Ah, the season of giving is upon us. And the stars are in full swing to save you last-minute Larrys from yourselves – and your crap gifts from the landfill. Here’s their top gift picks for each Zodiac so everyone gets what they want deserve.


SAGITTARIUS

The stars say save the shopping, Sagittarians don’t want it. This fiery sign is all about experiences over material objects. Like a massage. Or a bungee jump. I mean, we all know a Sag we’d love to push off a bridge, right?


CAPRICORN

Glitz, glam and “to be taken seriously” is all Capricorns really want in life. So the stars reckon you can’t go wrong with a fancy wallet, purse, manbag or murse. Just be sure it’s got a label. Kmart won’t cut it for any Cap.


AQUARIUS

Cold, aloof and way too cool for Christmas, Aquarians only need one thing this year – sunglasses to block the haters.

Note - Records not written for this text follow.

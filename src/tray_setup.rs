use std::path::Path;

use tauri::{
    image::Image,
    menu::{Menu, MenuItem, PredefinedMenuItem},
    tray::{MouseButton, MouseButtonState, TrayIconBuilder, TrayIconEvent},
    AppHandle, Manager,
};

use crate::{
    append_startup_log, append_window_log,
    shell_events::ShellEvent,
    tray_actions,
    tray_menu::{
        MenuSpec, MENU_CHECK_UPDATE_LABEL, MENU_COPY_LOG_LABEL, MENU_EXIT_LABEL, MENU_OPEN_LABEL,
    },
    update_session::UpdateIndicator,
    AppState, TrayMenuState, TOOLTIP_NO_NEW_MESSAGE, TRAY_ID,
};

/// Tray and badge images, optionally overridden by `<asset base>/assets/*.png`.
#[derive(Clone)]
pub(crate) struct ShellIcons {
    pub(crate) tray: Image<'static>,
    pub(crate) tray_notify: Image<'static>,
    #[cfg_attr(not(target_os = "windows"), allow(dead_code))]
    pub(crate) overlay_notify: Image<'static>,
}

fn load_icon(asset_base: &Path, file_name: &str, bundled: Image<'static>) -> Image<'static> {
    let path = asset_base.join("assets").join(file_name);
    if !path.is_file() {
        return bundled;
    }

    match Image::from_path(&path) {
        Ok(image) => image.to_owned(),
        Err(error) => {
            append_startup_log(&format!(
                "failed to load icon override {}: {error}",
                path.display()
            ));
            bundled
        }
    }
}

pub(crate) fn load_shell_icons(asset_base: &Path) -> ShellIcons {
    ShellIcons {
        tray: load_icon(
            asset_base,
            "tray.png",
            tauri::include_image!("./icons/tray.png"),
        ),
        tray_notify: load_icon(
            asset_base,
            "tray-notify.png",
            tauri::include_image!("./icons/tray-notify.png"),
        ),
        overlay_notify: load_icon(
            asset_base,
            "overlay-notify.png",
            tauri::include_image!("./icons/overlay-notify.png"),
        ),
    }
}

pub fn setup_tray(app_handle: &AppHandle, icons: &ShellIcons, version: &str) -> Result<(), String> {
    let spec = MenuSpec::derive(version, &UpdateIndicator::Idle);

    let version_item = MenuItem::with_id(
        app_handle,
        tray_actions::TRAY_MENU_VERSION_LABEL,
        &spec.version_label,
        false,
        None::<&str>,
    )
    .map_err(|error| format!("Failed to create tray version menu item: {error}"))?;
    let separator = PredefinedMenuItem::separator(app_handle)
        .map_err(|error| format!("Failed to create tray separator menu item: {error}"))?;
    let open_item = MenuItem::with_id(
        app_handle,
        tray_actions::TRAY_MENU_OPEN,
        MENU_OPEN_LABEL,
        true,
        None::<&str>,
    )
    .map_err(|error| format!("Failed to create tray open menu item: {error}"))?;
    let check_update_item = MenuItem::with_id(
        app_handle,
        tray_actions::TRAY_MENU_CHECK_UPDATE,
        MENU_CHECK_UPDATE_LABEL,
        spec.check_update_enabled,
        None::<&str>,
    )
    .map_err(|error| format!("Failed to create tray update menu item: {error}"))?;
    let copy_log_item = MenuItem::with_id(
        app_handle,
        tray_actions::TRAY_MENU_COPY_LOG,
        MENU_COPY_LOG_LABEL,
        true,
        None::<&str>,
    )
    .map_err(|error| format!("Failed to create tray copy log menu item: {error}"))?;
    let exit_item = MenuItem::with_id(
        app_handle,
        tray_actions::TRAY_MENU_EXIT,
        MENU_EXIT_LABEL,
        true,
        None::<&str>,
    )
    .map_err(|error| format!("Failed to create tray exit menu item: {error}"))?;

    let menu = Menu::with_items(
        app_handle,
        &[
            &version_item,
            &separator,
            &open_item,
            &check_update_item,
            &copy_log_item,
            &exit_item,
        ],
    )
    .map_err(|error| format!("Failed to build tray menu: {error}"))?;

    if !app_handle.manage(TrayMenuState {
        version_item,
        check_update_item,
    }) {
        append_startup_log("tray menu state already exists, skipping manage");
    }

    // Menu clicks reach the app-wide menu router registered on the builder.
    let tray_builder = TrayIconBuilder::with_id(TRAY_ID)
        .menu(&menu)
        .tooltip(TOOLTIP_NO_NEW_MESSAGE)
        .icon(icons.tray.clone())
        .show_menu_on_left_click(false)
        .on_tray_icon_event(|tray, event| {
            if let TrayIconEvent::Click {
                button: MouseButton::Left,
                button_state: MouseButtonState::Up,
                ..
            } = event
            {
                if let Some(state) = tray.app_handle().try_state::<AppState>() {
                    state
                        .events
                        .dispatch(ShellEvent::TrayClicked, append_window_log);
                }
            }
        });

    tray_builder
        .build(app_handle)
        .map_err(|error| format!("Failed to create tray icon: {error}"))?;
    Ok(())
}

They’ve got a few. And if you’re buying for my ex Jeremy, shop around your chimney for a nice hunk of coal.


PISCES

The stars reckon Pisces are easy. Head along to Lush and spend a bomb on bath bombs. They just looove a good splash in the tub. Fill their stocking with smellies and you’ll have one happy, fizzy fishy.


ARIES

The toddler of the Zodiac needs nothing more than an outlet for their excess energy. So the stars suggest a retro set of rollerblades from Amazon Surf. Keep them busy and get them out of your hair for a while. Win/win.


TAURUS

If you know a Taurus, you know they like to stay home. It’s safer for everyone that way. That’s why the stars reckon you get ‘em something for the home. A plush blanket to hide their horns could be the go.


GEMINI

There’s nothing more curious than a Gemini at Christmas lunch – always all up in your conversations. The stars say a clever Wasjig is just the distraction to avoid their brave yet senseless questions. A silent night indeed.


CANCER

This one’s important. Cancers are the epitome of “it’s the thought that counts”. Genuinely, if your gift isn’t super “them” and well thought through – your Cancer will cry. Try an engraved journal to write away their tears.


LEO

On the other hand, Leo’s don’t need as much thought as they do need value. It better be the best gift under the tree, the biggest – and most expensive. Load up a chilly bin with as many goodies as poss, your Leo will love it.


VIRGO

Imagine the most boring gift possible, buy it, then wrap it up for your Virgo. They like the simple things that help them stay organised and uptight. The stars suggest a pretty new diary for 2024. Job done, ya welcs. 


LIBRA

Whatever you get your Libran should depend on how much you love them. Only a bit? Don’t overthink it. They’re people pleasers and will assure you it’s the most special gift in the world. If you love love them, call me back @Jeremy.


SCORPIO

A lamb to sacrifice on an alter isn’t particularly Christmassy. So the stars say a juicy mystery to read at the beach, with plenty of gore, will go down a treat. Peep @Soph’s Summer book club for some salacious recs.


There you have it, your top gift picks from the stars. Now we can all enjoy a stress-free Christmas where everyone gets what they want. That’s what it’s all about right?